Stored items:
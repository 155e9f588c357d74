//! Builder state for host integration.
//! Owns the current room and every piece of editor state around it.
//!
//! This module is split into submodules:
//! - `elements`: Room lifecycle, element add/update/remove, derived geometry
//! - `history`: Undo/redo checkpoints
//! - `selection`: Primary and multi-selection, locks, groups, layers
//! - `tools`: Tool switching, drafts and pointer input
//! - `clipboard`: Copy, paste, duplicate
//! - `file_io`: Project document import/export

mod clipboard;
mod elements;
mod file_io;
mod history;
mod selection;
mod tools;

use crate::clipboard::Clipboard;
use crate::history::HistoryManager;
use crate::model::{Material, Measurement, Room};
use crate::organization::Organization;
use crate::selection_manager::SelectionManager;
use crate::serialization::ProjectMetadata;
use crate::tools::{Tool, ToolState, ViewMode};
use roomkit_settings::EditorPreferences;

/// The room builder engine.
///
/// A single owned value; the host drives it with method calls and reads
/// back state for rendering.
#[derive(Debug, Clone)]
pub struct BuilderState {
    /// Editing defaults; not part of history
    pub preferences: EditorPreferences,
    /// Host presentation mode
    pub view_mode: ViewMode,
    pub floor_texture: Option<String>,
    pub wall_texture: Option<String>,
    /// Material applied by the material tool on click
    pub default_material: Option<Material>,
    pub metadata: ProjectMetadata,
    pub(crate) current_room: Option<Room>,
    pub(crate) history: HistoryManager,
    pub(crate) selection: SelectionManager,
    pub(crate) organization: Organization,
    pub(crate) tool: Tool,
    pub(crate) tool_state: ToolState,
    pub(crate) clipboard: Clipboard,
    pub(crate) measurements: Vec<Measurement>,
    pub(crate) zoom: f64,
}

impl Default for BuilderState {
    fn default() -> Self {
        Self::new()
    }
}

impl BuilderState {
    /// Creates an engine with no room and default preferences.
    pub fn new() -> Self {
        Self::with_preferences(EditorPreferences::default())
    }

    /// Creates an engine with no room and the given preferences.
    pub fn with_preferences(preferences: EditorPreferences) -> Self {
        Self {
            preferences,
            view_mode: ViewMode::default(),
            floor_texture: None,
            wall_texture: None,
            default_material: None,
            metadata: ProjectMetadata::default(),
            current_room: None,
            history: HistoryManager::default(),
            selection: SelectionManager::new(),
            organization: Organization::default(),
            tool: Tool::Select,
            tool_state: ToolState::Idle,
            clipboard: Clipboard::new(),
            measurements: Vec::new(),
            zoom: 1.0,
        }
    }

    /// Returns to the initial state, keeping preferences.
    pub fn reset(&mut self) {
        let preferences = std::mem::take(&mut self.preferences);
        *self = Self::with_preferences(preferences);
        tracing::debug!("Builder state reset");
    }

    pub fn current_room(&self) -> Option<&Room> {
        self.current_room.as_ref()
    }

    pub fn history(&self) -> &HistoryManager {
        &self.history
    }

    pub fn selection(&self) -> &SelectionManager {
        &self.selection
    }

    pub fn organization(&self) -> &Organization {
        &self.organization
    }

    pub fn tool(&self) -> Tool {
        self.tool
    }

    pub fn tool_state(&self) -> &ToolState {
        &self.tool_state
    }

    pub fn clipboard(&self) -> &Clipboard {
        &self.clipboard
    }

    pub fn measurements(&self) -> &[Measurement] {
        &self.measurements
    }

    pub fn zoom(&self) -> f64 {
        self.zoom
    }

    /// Sets the host zoom factor, clamped to the supported range.
    pub fn set_zoom(&mut self, zoom: f64) {
        self.zoom = crate::tools::clamp_zoom(zoom);
    }

    pub fn set_grid_size(&mut self, grid_size: f64) {
        if grid_size.is_finite() && grid_size > 0.0 {
            self.preferences.grid_size = grid_size;
        } else {
            tracing::trace!("Ignoring grid size {}", grid_size);
        }
    }

    pub fn set_snap_to_grid(&mut self, enabled: bool) {
        self.preferences.snap_to_grid = enabled;
    }

    pub fn set_show_measurements(&mut self, show: bool) {
        self.preferences.show_measurements = show;
    }

    /// Records the current room as a history entry, if there is one.
    pub(crate) fn checkpoint(&mut self) {
        if let Some(room) = &self.current_room {
            self.history.save(room);
        }
    }
}
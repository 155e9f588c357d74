//! Preferences Persistence
//!
//! Locates the preferences file in the platform configuration directory and
//! loads or saves [`EditorPreferences`] there. A missing or unreadable file
//! never blocks the editor: `load_or_default` falls back to defaults.

use crate::config::EditorPreferences;
use crate::error::{SettingsError, SettingsResult};
use std::path::{Path, PathBuf};

const APP_DIR: &str = "roomkit";
const PREFERENCES_FILE: &str = "preferences.json";

/// Preferences persistence layer
#[derive(Debug, Clone)]
pub struct PreferencesStore {
    path: PathBuf,
}

impl PreferencesStore {
    /// Store backed by `<config_dir>/roomkit/preferences.json`.
    pub fn new() -> SettingsResult<Self> {
        let base = dirs::config_dir().ok_or_else(|| {
            SettingsError::ConfigDirectory("no platform config directory".to_string())
        })?;
        Ok(Self {
            path: base.join(APP_DIR).join(PREFERENCES_FILE),
        })
    }

    /// Store backed by an explicit file path.
    pub fn at(path: impl Into<PathBuf>) -> Self {
        Self { path: path.into() }
    }

    /// Path of the backing file.
    pub fn path(&self) -> &Path {
        &self.path
    }

    /// Load preferences from the backing file.
    pub fn load(&self) -> SettingsResult<EditorPreferences> {
        EditorPreferences::load_from_file(&self.path)
    }

    /// Load preferences, falling back to defaults when the file is absent or invalid.
    pub fn load_or_default(&self) -> EditorPreferences {
        if !self.path.exists() {
            return EditorPreferences::default();
        }
        match self.load() {
            Ok(prefs) => prefs,
            Err(e) => {
                tracing::warn!(
                    "Ignoring preferences at {}: {}",
                    self.path.display(),
                    e
                );
                EditorPreferences::default()
            }
        }
    }

    /// Save preferences, creating the parent directory when needed.
    pub fn save(&self, prefs: &EditorPreferences) -> SettingsResult<()> {
        if let Some(parent) = self.path.parent() {
            std::fs::create_dir_all(parent)
                .map_err(|e| SettingsError::ConfigDirectory(e.to_string()))?;
        }
        prefs.save_to_file(&self.path)?;
        tracing::debug!("Saved preferences to {}", self.path.display());
        Ok(())
    }
}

▸ **Work to complete**
An exact written copy of every entry is the required answer.

▸ **Result for this exercise**
repository 155e9f588c357d74
//! Builder state for host integration.
//! Owns the current room and every piece of editor state around it.
//!
//! This module is split into submodules:
//! - `elements`: Room lifecycle, element add/update/remove, derived geometry
//! - `history`: Undo/redo checkpoints
//! - `selection`: Primary and multi-selection, locks, groups, layers
//! - `tools`: Tool switching, drafts and pointer input
//! - `clipboard`: Copy, paste, duplicate
//! - `file_io`: Project document import/export

mod clipboard;
mod elements;
mod file_io;
mod history;
mod selection;
mod tools;

use crate::clipboard::Clipboard;
use crate::history::HistoryManager;
use crate::model::{Material, Measurement, Room};
use crate::organization::Organization;
use crate::selection_manager::SelectionManager;
use crate::serialization::ProjectMetadata;
use crate::tools::{Tool, ToolState, ViewMode};
use roomkit_settings::EditorPreferences;

/// The room builder engine.
///
/// A single owned value; the host drives it with method calls and reads
/// back state for rendering.
#[derive(Debug, Clone)]
pub struct BuilderState {
    /// Editing defaults; not part of history
    pub preferences: EditorPreferences,
    /// Host presentation mode
    pub view_mode: ViewMode,
    pub floor_texture: Option<String>,
    pub wall_texture: Option<String>,
    /// Material applied by the material tool on click
    pub default_material: Option<Material>,
    pub metadata: ProjectMetadata,
    pub(crate) current_room: Option<Room>,
    pub(crate) history: HistoryManager,
    pub(crate) selection: SelectionManager,
    pub(crate) organization: Organization,
    pub(crate) tool: Tool,
    pub(crate) tool_state: ToolState,
    pub(crate) clipboard: Clipboard,
    pub(crate) measurements: Vec<Measurement>,
    pub(crate) zoom: f64,
}

impl Default for BuilderState {
    fn default() -> Self {
        Self::new()
    }
}

impl BuilderState {
    /// Creates an engine with no room and default preferences.
    pub fn new() -> Self {
        Self::with_preferences(EditorPreferences::default())
    }

    /// Creates an engine with no room and the given preferences.
    pub fn with_preferences(preferences: EditorPreferences) -> Self {
        Self {
            preferences,
            view_mode: ViewMode::default(),
            floor_texture: None,
            wall_texture: None,
            default_material: None,
            metadata: ProjectMetadata::default(),
            current_room: None,
            history: HistoryManager::default(),
            selection: SelectionManager::new(),
            organization: Organization::default(),
            tool: Tool::Select,
            tool_state: ToolState::Idle,
            clipboard: Clipboard::new(),
            measurements: Vec::new(),
            zoom: 1.0,
        }
    }

    /// Returns to the initial state, keeping preferences.
    pub fn reset(&mut self) {
        let preferences = std::mem::take(&mut self.preferences);
        *self = Self::with_preferences(preferences);
        tracing::debug!("Builder state reset");
    }

    pub fn current_room(&self) -> Option<&Room> {
        self.current_room.as_ref()
    }

    pub fn history(&self) -> &HistoryManager {
        &self.history
    }

    pub fn selection(&self) -> &SelectionManager {
        &self.selection
    }

    pub fn organization(&self) -> &Organization {
        &self.organization
    }

    pub fn tool(&self) -> Tool {
        self.tool
    }

    pub fn tool_state(&self) -> &ToolState {
        &self.tool_state
    }

    pub fn clipboard(&self) -> &Clipboard {
        &self.clipboard
    }

    pub fn measurements(&self) -> &[Measurement] {
        &self.measurements
    }

    pub fn zoom(&self) -> f64 {
        self.zoom
    }

    /// Sets the host zoom factor, clamped to the supported range.
    pub fn set_zoom(&mut self, zoom: f64) {
        self.zoom = crate::tools::clamp_zoom(zoom);
    }

    pub fn set_grid_size(&mut self, grid_size: f64) {
        if grid_size.is_finite() && grid_size > 0.0 {
            self.preferences.grid_size = grid_size;
        } else {
            tracing::trace!("Ignoring grid size {}", grid_size);
        }
    }

    pub fn set_snap_to_grid(&mut self, enabled: bool) {
        self.preferences.snap_to_grid = enabled;
    }

    pub fn set_show_measurements(&mut self, show: bool) {
        self.preferences.show_measurements = show;
    }

    /// Records the current room as a history entry, if there is one.
    pub(crate) fn checkpoint(&mut self) {
        if let Some(room) = &self.current_room {
            self.history.save(room);
        }
    }
}
repository 155e9f588c357d74
//! Preferences Persistence
//!
//! Locates the preferences file in the platform configuration directory and
//! loads or saves [`EditorPreferences`] there. A missing or unreadable file
//! never blocks the editor: `load_or_default` falls back to defaults.

use crate::config::EditorPreferences;
use crate::error::{SettingsError, SettingsResult};
use std::path::{Path, PathBuf};

const APP_DIR: &str = "roomkit";
const PREFERENCES_FILE: &str = "preferences.json";

/// Preferences persistence layer
#[derive(Debug, Clone)]
pub struct PreferencesStore {
    path: PathBuf,
}

impl PreferencesStore {
    /// Store backed by `<config_dir>/roomkit/preferences.json`.
    pub fn new() -> SettingsResult<Self> {
        let base = dirs::config_dir().ok_or_else(|| {
            SettingsError::ConfigDirectory("no platform config directory".to_string())
        })?;
        Ok(Self {
            path: base.join(APP_DIR).join(PREFERENCES_FILE),
        })
    }

    /// Store backed by an explicit file path.
    pub fn at(path: impl Into<PathBuf>) -> Self {
        Self { path: path.into() }
    }

    /// Path of the backing file.
    pub fn path(&self) -> &Path {
        &self.path
    }

    /// Load preferences from the backing file.
    pub fn load(&self) -> SettingsResult<EditorPreferences> {
        EditorPreferences::load_from_file(&self.path)
    }

    /// Load preferences, falling back to defaults when the file is absent or invalid.
    pub fn load_or_default(&self) -> EditorPreferences {
        if !self.path.exists() {
            return EditorPreferences::default();
        }
        match self.load() {
            Ok(prefs) => prefs,
            Err(e) => {
                tracing::warn!(
                    "Ignoring preferences at {}: {}",
                    self.path.display(),
                    e
                );
                EditorPreferences::default()
            }
        }
    }

    /// Save preferences, creating the parent directory when needed.
    pub fn save(&self, prefs: &EditorPreferences) -> SettingsResult<()> {
        if let Some(parent) = self.path.parent() {
            std::fs::create_dir_all(parent)
                .map_err(|e| SettingsError::ConfigDirectory(e.to_string()))?;
        }
        prefs.save_to_file(&self.path)?;
        tracing::debug!("Saved preferences to {}", self.path.display());
        Ok(())
    }
}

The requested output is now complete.